Forgetting the sun, Seedlings long to sprout. I hear the wind's lament. I relive it always.

I relive that day, the day the Gaki came to my village. I know I remember it; but as I remember it, I forget that I have lived it before; forget that I have remembered it before; and forget that I remember. And yet, I sense, I feel, that I have lived it all before- lived it a thousand times before. Bodhisattva, grant me peace; show me kindness.

It was in the second month of the autumn on the third day of the waning moon. The harvest was two weeks away. My father, a member of the village Counsel, spoke in quiet tones, whispering, about last winter's unnaturally warm days—about the condition of the rice crop—about the wet soil from which strange black tendrils reached up like disembodied hands. The crop was all but lost. Father sent a councilman to the city to ask for aid. The man failed to return, and when his absence had lasted for three weeks, Father asked Teisho, my brother's teacher, to go and find him. When he came back, he said the magistrate had no money to spare for us. 

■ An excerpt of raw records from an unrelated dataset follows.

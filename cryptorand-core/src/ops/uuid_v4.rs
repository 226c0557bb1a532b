use serde::Serialize;
use uuid::Builder;

use crate::args::{check_range, Arguments, Choice};
use crate::constants::{MAX_UUID_COUNT, TOOL_UUID};
use crate::error::{Result, ValidationError};
use crate::ops::{Output, Tool};
use crate::schema::{OperationSpec, ParamKind, ParamSpec};
use crate::traits::random::SecureRandom;

#[derive(Debug, Clone, Copy, PartialEq, Eq, Serialize)]
#[serde(rename_all = "lowercase")]
pub enum UuidFormat {
    /// Hyphenated, lower-case.
    Standard,
    /// 32 lower-case hex digits, no hyphens.
    Compact,
}

impl Choice for UuidFormat {
    const VARIANTS: &'static [(&'static str, Self)] = &[
        ("standard", UuidFormat::Standard),
        ("compact", UuidFormat::Compact),
    ];
}

/// Version 4 UUIDs built from secure random bytes.
#[derive(Debug, Clone, Copy, PartialEq, Eq, Serialize)]
pub struct UuidRequest {
    pub count: i64,
    pub format: UuidFormat,
}

impl Default for UuidRequest {
    fn default() -> Self {
        Self {
            count: 1,
            format: UuidFormat::Standard,
        }
    }
}

impl UuidRequest {
    pub fn validate(&self) -> std::result::Result<(), ValidationError> {
        check_range("count", self.count, 1, MAX_UUID_COUNT)
    }

    pub fn generate(&self, rng: &dyn SecureRandom) -> Result<Vec<String>> {
        self.validate()?;
        (0..self.count)
            .map(|_| {
                let mut bytes = [0u8; 16];
                rng.fill_bytes(&mut bytes)?;
                // Builder sets the version nibble and RFC 4122 variant bits.
                let id = Builder::from_random_bytes(bytes).into_uuid();
                Ok(match self.format {
                    UuidFormat::Standard => id.hyphenated().to_string(),
                    UuidFormat::Compact => id.simple().to_string(),
                })
            })
            .collect()
    }
}

impl Tool for UuidRequest {
    const NAME: &'static str = TOOL_UUID;
    const RESULT_TYPE: &'static str = "uuids";

    fn spec() -> OperationSpec {
        let d = Self::default();
        OperationSpec {
            name: Self::NAME,
            description: "Generate cryptographically secure UUID version 4 identifiers",
            params: vec![
                ParamSpec::new("count", ParamKind::Integer, "Number of UUIDs to generate")
                    .default_value(d.count)
                    .range(1, MAX_UUID_COUNT),
                ParamSpec::new(
                    "format",
                    ParamKind::String,
                    "UUID format: 'standard' with hyphens or 'compact' without",
                )
                .default_value(d.format.as_str())
                .allowed(UuidFormat::allowed()),
            ],
        }
    }

    fn from_args(args: &Arguments<'_>) -> std::result::Result<Self, ValidationError> {
        let d = Self::default();
        Ok(Self {
            count: args.integer("count", d.count)?,
            format: args.choice("format", d.format)?,
        })
    }

    fn execute(&self, rng: &dyn SecureRandom) -> Result<Output> {
        Ok(Output::values(self.generate(rng)?))
    }
}

#[cfg(test)]
mod tests {
    use super::*;
    use crate::entropy::OsRandom;
    use crate::testing::{CountingRandom, FixedRandom};

    /// Version nibble is 4 and the variant nibble is one of 8, 9, a, b.
    fn assert_v4_hex(hex32: &str) {
        assert_eq!(hex32.len(), 32);
        assert!(hex32.chars().all(|c| matches!(c, '0'..='9' | 'a'..='f')));
        assert_eq!(&hex32[12..13], "4");
        assert!(matches!(&hex32[16..17], "8" | "9" | "a" | "b"));
    }

    #[test]
    fn test_standard_format() {
        let req = UuidRequest { count: 100, format: UuidFormat::Standard };
        let ids = req.generate(&OsRandom::new()).unwrap();
        assert_eq!(ids.len(), 100);
        for id in ids {
            assert_eq!(id.len(), 36);
            let dashes: Vec<usize> = id.match_indices('-').map(|(i, _)| i).collect();
            assert_eq!(dashes, vec![8, 13, 18, 23]);
            assert_v4_hex(&id.replace('-', ""));
        }
    }

    #[test]
    fn test_compact_format() {
        let req = UuidRequest { count: 1, format: UuidFormat::Compact };
        let ids = req.generate(&OsRandom::new()).unwrap();
        assert_eq!(ids.len(), 1);
        assert!(!ids[0].contains('-'));
        assert_v4_hex(&ids[0]);
    }

    #[test]
    fn test_formats_differ_only_in_hyphens() {
        let bytes: Vec<u8> = (0u8..16).collect();
        let standard = UuidRequest { count: 1, format: UuidFormat::Standard }
            .generate(&FixedRandom::new(bytes.clone()))
            .unwrap();
        let compact = UuidRequest { count: 1, format: UuidFormat::Compact }
            .generate(&FixedRandom::new(bytes))
            .unwrap();
        assert_eq!(standard[0].replace('-', ""), compact[0]);
    }

    #[test]
    fn test_count_bounds() {
        let rng = CountingRandom::default();
        assert!(UuidRequest { count: 0, ..Default::default() }.generate(&rng).is_err());
        assert!(UuidRequest { count: 101, ..Default::default() }.generate(&rng).is_err());
        assert_eq!(rng.calls(), 0);
    }
}
//! Guidance prompt steering a client toward the generator tools.

use crate::registry::Registry;

pub const PROMPT_DESCRIPTION: &str =
    "Help me generate random values using cryptographically secure methods";

/// Renders the `generate_random` prompt. Both arguments are optional hints
/// from the caller and are echoed back verbatim.
pub fn generate_random(registry: &Registry, kind: Option<&str>, requirements: Option<&str>) -> String {
    let mut out = String::from("I'll help you generate cryptographically secure random values.");
    if let Some(requirements) = requirements.filter(|s| !s.is_empty()) {
        out.push_str(&format!(" Requirements: {requirements}"));
    }
    if let Some(kind) = kind.filter(|s| !s.is_empty()) {
        out.push_str(&format!(" Type: {kind}"));
    }
    out.push_str(
        "\n\nI cannot produce true randomness myself, but I can call tools backed by \
         the operating system's cryptographically secure random number generator.\n\n\
         Available random generation tools:\n\n",
    );
    for (i, spec) in registry.list_operations().iter().enumerate() {
        out.push_str(&format!("{}. **{}** - {}\n", i + 1, spec.name, spec.description));
    }
    out.push_str("\nWhat type of random value would you like me to generate?");
    out
}

#[cfg(test)]
mod tests {
    use super::*;

    #[test]
    fn test_lists_every_tool() {
        let registry = Registry::new();
        let text = generate_random(&registry, None, None);
        for spec in registry.list_operations() {
            assert!(text.contains(spec.name), "missing {}", spec.name);
        }
        assert!(!text.contains("Type:"));
        assert!(text.starts_with("I'll help you"));
    }

    #[test]
    fn test_echoes_hints() {
        let text = generate_random(&Registry::new(), Some("uuid"), Some("ten of them"));
        assert!(text.contains("Type: uuid"));
        assert!(text.contains("Requirements: ten of them"));
    }
}
use cryptorand_core::entropy::OsRandom;
use cryptorand_core::registry::Registry;
use cryptorand_core::traits::random::SecureRandom;

/// Shared, read-only state handed to every request.
pub struct AppState {
    /// Operation table, built once at startup.
    pub registry: Registry,
    /// Entropy source backing every operation.
    pub rng: Box<dyn SecureRandom>,
}

impl AppState {
    pub fn new() -> Self {
        Self::with_rng(Box::new(OsRandom::new()))
    }

    pub fn with_rng(rng: Box<dyn SecureRandom>) -> Self {
        Self {
            registry: Registry::new(),
            rng,
        }
    }
}

impl Default for AppState {
    fn default() -> Self {
        Self::new()
    }
}
use base64::{engine::general_purpose::STANDARD as BASE64, Engine};
use serde::Serialize;

use crate::args::{check_range, Arguments, Choice};
use crate::constants::{MAX_BYTES_LENGTH, TOOL_RANDOM_BYTES};
use crate::error::{Result, ValidationError};
use crate::ops::{Output, Tool};
use crate::schema::{OperationSpec, ParamKind, ParamSpec};
use crate::traits::random::SecureRandom;

#[derive(Debug, Clone, Copy, PartialEq, Eq, Serialize)]
#[serde(rename_all = "lowercase")]
pub enum Encoding {
    Hex,
    Base64,
}

impl Choice for Encoding {
    const VARIANTS: &'static [(&'static str, Self)] =
        &[("hex", Encoding::Hex), ("base64", Encoding::Base64)];
}

impl Encoding {
    pub fn encode(self, bytes: &[u8]) -> String {
        match self {
            Encoding::Hex => hex::encode(bytes),
            Encoding::Base64 => BASE64.encode(bytes),
        }
    }
}

/// A single blob of `length` secure bytes, returned encoded.
#[derive(Debug, Clone, Copy, PartialEq, Eq, Serialize)]
pub struct BytesRequest {
    pub length: i64,
    pub encoding: Encoding,
}

impl Default for BytesRequest {
    fn default() -> Self {
        Self {
            length: 32,
            encoding: Encoding::Hex,
        }
    }
}

impl BytesRequest {
    pub fn validate(&self) -> std::result::Result<(), ValidationError> {
        check_range("length", self.length, 1, MAX_BYTES_LENGTH)
    }

    pub fn generate(&self, rng: &dyn SecureRandom) -> Result<String> {
        self.validate()?;
        let bytes = rng.random_bytes(self.length as usize)?;
        Ok(self.encoding.encode(&bytes))
    }
}

impl Tool for BytesRequest {
    const NAME: &'static str = TOOL_RANDOM_BYTES;
    const RESULT_TYPE: &'static str = "random_bytes";

    fn spec() -> OperationSpec {
        let d = Self::default();
        OperationSpec {
            name: Self::NAME,
            description: "Generate cryptographically secure random bytes in various encodings",
            params: vec![
                ParamSpec::new("length", ParamKind::Integer, "Number of bytes to generate")
                    .default_value(d.length)
                    .range(1, MAX_BYTES_LENGTH),
                ParamSpec::new("encoding", ParamKind::String, "Output encoding")
                    .default_value(d.encoding.as_str())
                    .allowed(Encoding::allowed()),
            ],
        }
    }

    fn from_args(args: &Arguments<'_>) -> std::result::Result<Self, ValidationError> {
        let d = Self::default();
        Ok(Self {
            length: args.integer("length", d.length)?,
            encoding: args.choice("encoding", d.encoding)?,
        })
    }

    fn execute(&self, rng: &dyn SecureRandom) -> Result<Output> {
        Ok(Output::Value(self.generate(rng)?.into()))
    }
}

#[cfg(test)]
mod tests {
    use super::*;
    use crate::entropy::OsRandom;
    use crate::testing::{CountingRandom, FixedRandom};

    #[test]
    fn test_hex_length_and_alphabet() {
        let req = BytesRequest { length: 16, encoding: Encoding::Hex };
        let out = req.generate(&OsRandom::new()).unwrap();
        assert_eq!(out.len(), 32);
        assert!(out.chars().all(|c| c.is_ascii_hexdigit() && !c.is_ascii_uppercase()));
    }

    #[test]
    fn test_base64_decodes_to_length() {
        let req = BytesRequest { length: 1024, encoding: Encoding::Base64 };
        let out = req.generate(&OsRandom::new()).unwrap();
        assert_eq!(BASE64.decode(out).unwrap().len(), 1024);
    }

    #[test]
    fn test_known_bytes_encode() {
        let rng = FixedRandom::new(vec![0xde, 0xad, 0xbe, 0xef]);
        let req = BytesRequest { length: 4, encoding: Encoding::Hex };
        assert_eq!(req.generate(&rng).unwrap(), "deadbeef");

        let req = BytesRequest { length: 4, encoding: Encoding::Base64 };
        assert_eq!(req.generate(&rng).unwrap(), "3q2+7w==");
    }

    #[test]
    fn test_length_bounds() {
        let rng = CountingRandom::default();
        for length in [0, MAX_BYTES_LENGTH + 1] {
            let req = BytesRequest { length, ..Default::default() };
            assert!(req.generate(&rng).is_err());
        }
        assert_eq!(rng.calls(), 0);
    }
}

It was in the hands of the Gods.

Then, the fighting reached us, and our men, so many, went off to fight in the armies of the provincial lord. No one ever said how the battles went, or even if there were any at all. Sometimes, war was all talk and little acting. Men sang songs and drank sake, but when the cry went up, they were more likely to run away, and then lie about it all, while the women laughed behind their hands. We are not Samurai. It is not for us acts of courage or greatness. There can be no help for it. There can be no help for it.So, Father spoke in fearful voices to the other men of the village. Mother tried to forget that we were hungrier each day. I tried not to hear the angry voices, the fearful whispers. I wove cloth, but still... still. Sometimes, on my way to the market, I overheard the children speaking softly. They stopped laughing and playing, and began whispering, repeating what their parents said to each other in the night. I could not distract myself. I could not.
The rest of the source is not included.